_PROBLEM DETAILS_
Search the listing below for "center". Copy each matching line.

═════ DATA UNDER STUDY

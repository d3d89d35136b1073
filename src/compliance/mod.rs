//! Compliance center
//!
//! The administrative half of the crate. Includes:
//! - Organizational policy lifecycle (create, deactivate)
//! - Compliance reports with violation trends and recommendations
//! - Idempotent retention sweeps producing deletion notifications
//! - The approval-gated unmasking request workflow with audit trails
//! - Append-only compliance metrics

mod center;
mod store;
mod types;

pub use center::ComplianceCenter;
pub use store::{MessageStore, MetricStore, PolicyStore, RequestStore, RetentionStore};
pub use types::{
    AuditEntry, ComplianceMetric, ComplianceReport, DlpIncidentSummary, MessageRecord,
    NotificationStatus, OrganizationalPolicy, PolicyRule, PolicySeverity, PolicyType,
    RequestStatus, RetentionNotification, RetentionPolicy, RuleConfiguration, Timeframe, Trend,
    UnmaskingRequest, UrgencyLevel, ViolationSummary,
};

══════════

_FINAL ANSWER_
//! Compliance center
mod center;
pub use center::ComplianceCenter;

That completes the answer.